July 28, 2019 11:00 p.m.

Storytellers utilize audiobooks to help children escape at bedtime.

UCLA Extension instructor Janet Wilcox has been working with her students since 2016 to voice short fiction audiobooks for young patients and their families at the UCLA Mattel Children’s Hospital. Her project is part of a public collection of stories on SoundCloud called “Kid’s Stories That Care,” which features stories ranging from two to 20 minutes long, and are available on iPads in patients’ hospital rooms. Historically, Wilcox said bedside stories have had a calming effect on children, which would benefit the patients.

“Art has the power to transport us to other worlds,” Wilcox said. “It gives us a break and refreshes us. I hope these stories allow the children to take a vacation from their everyday worries and concerns and feel more empowered and liberated.”

The audiobooks tend to follow typical stories for young children, focusing on children and their parents, fairy tales, animals or colors, Wilcox said. The process of creating one of the stories begins as a collaboration between her and the author – mostly writers outside of UCLA – as well as her students voicing the story. Wilcox said she often relies on the authors to help her cast the narrator because they have the most insight into the story.

Wilcox collaborated with author Marc Clark and her students to bring Clark’s print book “The Royal Fables: Stories From the Princes & Princesses of the Texas Children’s Hospital” into the audio project.

In 2014, Clark visited patients in the Texas Children’s Hospital cancer centers and asked the children to come up with a title for a prince or princess story ― he said he then chose five of them and wrote fairy tales such as “The Prince Who Never Cleaned His Room.” Now, the five fairy tales making up the book are separated into different audiobooks – as they follow stories inspired by young patients in a children’s hospital, Clark said his book was a good fit for the project.

“(Fairy tales) have withstood the challenges of our time and they’ve been with us since the beginning of storytelling,” Clark said. “Most people believe that fairy tales aren’t real and I’m of the opposite opinion.”

The audiobooks are voiced with their young audience in mind. When recording a voice-over, one has to imagine that they are telling it to a child they really know to stimulate authentic storytelling, Wilcox said. Acting is at the core of voice-over, she said, so one does not push intonations in their voice – they flow naturally as in real life, because one’s emotional needs influence how they speak and are dictated by the emotional subtext of the story.
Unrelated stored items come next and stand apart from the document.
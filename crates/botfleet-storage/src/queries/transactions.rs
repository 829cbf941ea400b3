// SPDX-FileCopyrightText: 2026 Botfleet Contributors
// SPDX-License-Identifier: MIT OR Apache-2.0

//! PIX transaction repository.
//!
//! Status machine: created -> pending -> paid -> delivered, with side
//! branches to expired and failed. Transitions out of a terminal state
//! are refused here rather than left to callers.

use std::str::FromStr;

use botfleet_core::FleetError;
use rusqlite::params;

use crate::database::{map_tr_err, Database};
use crate::models::{PixCategory, PixStatus, PixTransaction};

fn row_to_tx(row: &rusqlite::Row<'_>) -> Result<PixTransaction, rusqlite::Error> {
    let category: String = row.get(7)?;
    let status: String = row.get(11)?;
    Ok(PixTransaction {
        id: row.get(0)?,
        bot_id: row.get(1)?,
        user_telegram_id: row.get(2)?,
        chat_id: row.get(3)?,
        offer_id: row.get(4)?,
        upsell_id: row.get(5)?,
        tracker_id: row.get(6)?,
        category: PixCategory::from_str(&category).map_err(|_| {
            rusqlite::Error::FromSqlConversionFailure(
                7,
                rusqlite::types::Type::Text,
                format!("unknown pix category {category}").into(),
            )
        })?,
        external_id: row.get(8)?,
        qr_code: row.get(9)?,
        amount_cents: row.get(10)?,
        status: PixStatus::from_str(&status).map_err(|_| {
            rusqlite::Error::FromSqlConversionFailure(
                11,
                rusqlite::types::Type::Text,
                format!("unknown pix status {status}").into(),
            )
        })?,
        created_at: row.get(12)?,
        paid_at: row.get(13)?,
        delivered_at: row.get(14)?,
    })
}

const TX_COLUMNS: &str = "id, bot_id, user_telegram_id, chat_id, offer_id, upsell_id, \
                          tracker_id, category, external_id, qr_code, amount_cents, status, \
                          created_at, paid_at, delivered_at";

/// Parameters for a new transaction row.
#[derive(Debug, Clone)]
pub struct NewTransaction {
    pub bot_id: i64,
    pub user_telegram_id: i64,
    pub chat_id: i64,
    pub offer_id: Option<i64>,
    pub upsell_id: Option<i64>,
    pub tracker_id: Option<i64>,
    pub category: PixCategory,
    pub external_id: String,
    pub qr_code: String,
    pub amount_cents: i64,
}

pub async fn create(db: &Database, tx: NewTransaction) -> Result<i64, FleetError> {
    db.connection()
        .call(move |conn| {
            conn.execute(
                "INSERT INTO pix_transactions
                     (bot_id, user_telegram_id, chat_id, offer_id, upsell_id, tracker_id,
                      category, external_id, qr_code, amount_cents, status)
                 VALUES (?1, ?2, ?3, ?4, ?5, ?6, ?7, ?8, ?9, ?10, 'created')",
                params![
                    tx.bot_id,
                    tx.user_telegram_id,
                    tx.chat_id,
                    tx.offer_id,
                    tx.upsell_id,
                    tx.tracker_id,
                    tx.category.to_string(),
                    tx.external_id,
                    tx.qr_code,
                    tx.amount_cents,
                ],
            )?;
            Ok(conn.last_insert_rowid())
        })
        .await
        .map_err(map_tr_err)
}

pub async fn get(db: &Database, id: i64) -> Result<Option<PixTransaction>, FleetError> {
    db.connection()
        .call(move |conn| {
            let mut stmt = conn.prepare(&format!(
                "SELECT {TX_COLUMNS} FROM pix_transactions WHERE id = ?1"
            ))?;
            let mut rows = stmt.query_map(params![id], row_to_tx)?;
            Ok(rows.next().transpose()?)
        })
        .await
        .map_err(map_tr_err)
}

/// Most recent non-terminal transaction of a user (debug tooling).
pub async fn latest_pending_for_user(
    db: &Database,
    bot_id: i64,
    user_telegram_id: i64,
) -> Result<Option<PixTransaction>, FleetError> {
    db.connection()
        .call(move |conn| {
            let mut stmt = conn.prepare(&format!(
                "SELECT {TX_COLUMNS} FROM pix_transactions
                 WHERE bot_id = ?1 AND user_telegram_id = ?2
                   AND status IN ('created', 'pending')
                 ORDER BY id DESC LIMIT 1"
            ))?;
            let mut rows = stmt.query_map(params![bot_id, user_telegram_id], row_to_tx)?;
            Ok(rows.next().transpose()?)
        })
        .await
        .map_err(map_tr_err)
}

/// Lookup by the gateway-side id (webhook callbacks).
pub async fn get_by_external(
    db: &Database,
    external_id: &str,
) -> Result<Option<PixTransaction>, FleetError> {
    let external_id = external_id.to_string();
    db.connection()
        .call(move |conn| {
            let mut stmt = conn.prepare(&format!(
                "SELECT {TX_COLUMNS} FROM pix_transactions WHERE external_id = ?1"
            ))?;
            let mut rows = stmt.query_map(params![external_id], row_to_tx)?;
            Ok(rows.next().transpose()?)
        })
        .await
        .map_err(map_tr_err)
}

/// Transition to a new status; terminal states are immutable and
/// `paid` stamps `paid_at` once.
pub async fn set_status(db: &Database, id: i64, status: PixStatus) -> Result<(), FleetError> {
    let current = get(db, id)
        .await?
        .ok_or_else(|| FleetError::Consistency(format!("transaction {id} not found")))?;
    if current.status.is_terminal() {
        return Err(FleetError::Consistency(format!(
            "transaction {id} is terminal ({})",
            current.status
        )));
    }
    let status_text = status.to_string();
    let stamp_paid = status == PixStatus::Paid && current.paid_at.is_none();
    db.connection()
        .call(move |conn| {
            if stamp_paid {
                conn.execute(
                    "UPDATE pix_transactions
                     SET status = ?1, paid_at = strftime('%Y-%m-%dT%H:%M:%fZ', 'now')
                     WHERE id = ?2",
                    params![status_text, id],
                )?;
            } else {
                conn.execute(
                    "UPDATE pix_transactions SET status = ?1 WHERE id = ?2",
                    params![status_text, id],
                )?;
            }
            Ok(())
        })
        .await
        .map_err(map_tr_err)
}

/// Marks a paid transaction delivered. Returns false when another
/// worker delivered it first.
pub async fn mark_delivered(db: &Database, id: i64) -> Result<bool, FleetError> {
    db.connection()
        .call(move |conn| {
            let updated = conn.execute(
                "UPDATE pix_transactions
                 SET status = 'delivered', delivered_at = strftime('%Y-%m-%dT%H:%M:%fZ', 'now')
                 WHERE id = ?1 AND status = 'paid' AND delivered_at IS NULL",
                params![id],
            )?;
            Ok(updated == 1)
        })
        .await
        .map_err(map_tr_err)
}

/// Non-terminal transactions younger than `max_age_minutes`, for the
/// polling sweep.
pub async fn pending_for_verification(
    db: &Database,
    max_age_minutes: i64,
) -> Result<Vec<PixTransaction>, FleetError> {
    db.connection()
        .call(move |conn| {
            let mut stmt = conn.prepare(&format!(
                "SELECT {TX_COLUMNS} FROM pix_transactions
                 WHERE status IN ('created', 'pending')
                   AND created_at >= strftime('%Y-%m-%dT%H:%M:%fZ', 'now', ?1)
                 ORDER BY created_at"
            ))?;
            let modifier = format!("-{max_age_minutes} minutes");
            let rows = stmt.query_map(params![modifier], row_to_tx)?;
            Ok(rows.collect::<Result<Vec<_>, rusqlite::Error>>()?)
        })
        .await
        .map_err(map_tr_err)
}

/// Stale non-terminal transactions past the payment window.
pub async fn expire_older_than(db: &Database, max_age_minutes: i64) -> Result<usize, FleetError> {
    db.connection()
        .call(move |conn| {
            let modifier = format!("-{max_age_minutes} minutes");
            let updated = conn.execute(
                "UPDATE pix_transactions SET status = 'expired'
                 WHERE status IN ('created', 'pending')
                   AND created_at < strftime('%Y-%m-%dT%H:%M:%fZ', 'now', ?1)",
                params![modifier],
            )?;
            Ok(updated)
        })
        .await
        .map_err(map_tr_err)
}

/// Pending transactions of a user for an offer within the last
/// `minutes` (manual-verification lookup).
pub async fn pending_by_user_offer(
    db: &Database,
    bot_id: i64,
    user_telegram_id: i64,
    offer_id: i64,
    minutes: i64,
) -> Result<Vec<PixTransaction>, FleetError> {
    db.connection()
        .call(move |conn| {
            let mut stmt = conn.prepare(&format!(
                "SELECT {TX_COLUMNS} FROM pix_transactions
                 WHERE bot_id = ?1 AND user_telegram_id = ?2 AND offer_id = ?3
                   AND status IN ('created', 'pending')
                   AND created_at >= strftime('%Y-%m-%dT%H:%M:%fZ', 'now', ?4)
                 ORDER BY created_at DESC"
            ))?;
            let modifier = format!("-{minutes} minutes");
            let rows = stmt.query_map(
                params![bot_id, user_telegram_id, offer_id, modifier],
                row_to_tx,
            )?;
            Ok(rows.collect::<Result<Vec<_>, rusqlite::Error>>()?)
        })
        .await
        .map_err(map_tr_err)
}

/// Prior purchases of a user, excluding one transaction (the one being
/// fanned out). Default counts delivered only; the widened gate counts
/// any paid.
pub async fn prior_paid_count(
    db: &Database,
    bot_id: i64,
    user_telegram_id: i64,
    exclude_tx_id: i64,
    include_undelivered: bool,
) -> Result<i64, FleetError> {
    db.connection()
        .call(move |conn| {
            let sql = if include_undelivered {
                "SELECT COUNT(*) FROM pix_transactions
                 WHERE bot_id = ?1 AND user_telegram_id = ?2 AND id != ?3
                   AND status IN ('paid', 'delivered')"
            } else {
                "SELECT COUNT(*) FROM pix_transactions
                 WHERE bot_id = ?1 AND user_telegram_id = ?2 AND id != ?3
                   AND status = 'delivered'"
            };
            conn.query_row(sql, params![bot_id, user_telegram_id, exclude_tx_id], |row| {
                row.get(0)
            })
        })
        .await
        .map_err(map_tr_err)
}

/// Whether the user has a delivered transaction (default upsell
/// activation gate) or any paid one (widened gate / paying-user skip).
pub async fn user_has_paid(
    db: &Database,
    bot_id: i64,
    user_telegram_id: i64,
    include_undelivered: bool,
) -> Result<bool, FleetError> {
    db.connection()
        .call(move |conn| {
            let sql = if include_undelivered {
                "SELECT COUNT(*) FROM pix_transactions
                 WHERE bot_id = ?1 AND user_telegram_id = ?2 AND status IN ('paid', 'delivered')"
            } else {
                "SELECT COUNT(*) FROM pix_transactions
                 WHERE bot_id = ?1 AND user_telegram_id = ?2 AND status = 'delivered'"
            };
            let count: i64 =
                conn.query_row(sql, params![bot_id, user_telegram_id], |row| row.get(0))?;
            Ok(count > 0)
        })
        .await
        .map_err(map_tr_err)
}

#[cfg(test)]
mod tests {
    use super::*;
    use crate::queries::bots;

    fn new_tx(bot_id: i64, external: &str) -> NewTransaction {
        NewTransaction {
            bot_id,
            user_telegram_id: 111,
            chat_id: 111,
            offer_id: None,
            upsell_id: None,
            tracker_id: None,
            category: PixCategory::Offer,
            external_id: external.into(),
            qr_code: "00020126...".into(),
            amount_cents: 790,
        }
    }

    #[tokio::test]
    async fn lifecycle_created_to_delivered() {
        let db = Database::open_in_memory().await.unwrap();
        let bot_id = bots::insert_test_bot(&db, 1).await;
        let id = create(&db, new_tx(bot_id, "ext-1")).await.unwrap();

        set_status(&db, id, PixStatus::Pending).await.unwrap();
        set_status(&db, id, PixStatus::Paid).await.unwrap();
        let tx = get(&db, id).await.unwrap().unwrap();
        assert_eq!(tx.status, PixStatus::Paid);
        assert!(tx.paid_at.is_some());

        assert!(mark_delivered(&db, id).await.unwrap());
        assert!(!mark_delivered(&db, id).await.unwrap(), "delivery is one-shot");

        let tx = get(&db, id).await.unwrap().unwrap();
        assert_eq!(tx.status, PixStatus::Delivered);
    }

    #[tokio::test]
    async fn terminal_states_are_immutable() {
        let db = Database::open_in_memory().await.unwrap();
        let bot_id = bots::insert_test_bot(&db, 1).await;
        let id = create(&db, new_tx(bot_id, "ext-2")).await.unwrap();
        set_status(&db, id, PixStatus::Expired).await.unwrap();
        let err = set_status(&db, id, PixStatus::Paid).await.unwrap_err();
        assert!(matches!(err, FleetError::Consistency(_)), "got {err:?}");
    }

    #[tokio::test]
    async fn external_id_is_unique() {
        let db = Database::open_in_memory().await.unwrap();
        let bot_id = bots::insert_test_bot(&db, 1).await;
        create(&db, new_tx(bot_id, "ext-3")).await.unwrap();
        assert!(create(&db, new_tx(bot_id, "ext-3")).await.is_err());
    }

    #[tokio::test]
    async fn user_has_paid_distinguishes_delivered() {
        let db = Database::open_in_memory().await.unwrap();
        let bot_id = bots::insert_test_bot(&db, 1).await;
        let id = create(&db, new_tx(bot_id, "ext-4")).await.unwrap();

        assert!(!user_has_paid(&db, bot_id, 111, true).await.unwrap());
        set_status(&db, id, PixStatus::Paid).await.unwrap();
        assert!(user_has_paid(&db, bot_id, 111, true).await.unwrap());
        assert!(!user_has_paid(&db, bot_id, 111, false).await.unwrap());
        mark_delivered(&db, id).await.unwrap();
        assert!(user_has_paid(&db, bot_id, 111, false).await.unwrap());
    }

    #[tokio::test]
    async fn pending_sweep_and_expiry() {
        let db = Database::open_in_memory().await.unwrap();
        let bot_id = bots::insert_test_bot(&db, 1).await;
        let id = create(&db, new_tx(bot_id, "ext-5")).await.unwrap();

        let pending = pending_for_verification(&db, 10).await.unwrap();
        assert_eq!(pending.len(), 1);
        assert_eq!(pending[0].id, id);

        // Fresh rows are not expired by the 10-minute cutoff.
        assert_eq!(expire_older_than(&db, 10).await.unwrap(), 0);
        // A zero-minute cutoff catches everything.
        assert_eq!(expire_older_than(&db, 0).await.unwrap(), 1);
        assert_eq!(
            get(&db, id).await.unwrap().unwrap().status,
            PixStatus::Expired
        );
    }
}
However, characters’ voices may be improved by altering a vocal placement, such as by employing a high voice for a fairy princess, she said. In her class, Wilcox said she teaches her students how to make words come alive. When a student is selected to voice a story after auditioning, they receive guidance from both herself and the story’s author, Wilcox said.

“I may ask the student to do broader character vocal traits to distinguish a grandpa from a child,” Wilcox said. “Or I may suggest playing with the dynamic range of sound, so a section may be quieter, intimate and warmer, or more lively to simulate yelling. Every story has its own flavor and I always want to enrich that.”

While most of the tales are written by people outside of UCLA, fourth-year psychology student Ashley Lanuza was the first UCLA undergraduate student to contribute to the project, Wilcox said. Lanuza, who wrote “Brog The Frog’s Fly Catching Day,” said the story follows a frog who does not listen to the directions given by his mother and grandfather and is meant to illustrate the importance of teamwork in achieving one’s goals, she said. While preparing for the project, Lanuza said she would listen to audio samples of Wilcox’s students narrating her story and then select the voice she felt was most natural narrating the story.

For UCLA students interested in writing a story for the audiobook project, Lanuza said a writer must write coming from what they know, because one is more likely to have a personal connection to what they are writing.

“I hope my story imparts that the people in our lives really, really do care about us and even if it’s something that we don’t want to hear, they’re always thinking of the best for us,” Lanuza said.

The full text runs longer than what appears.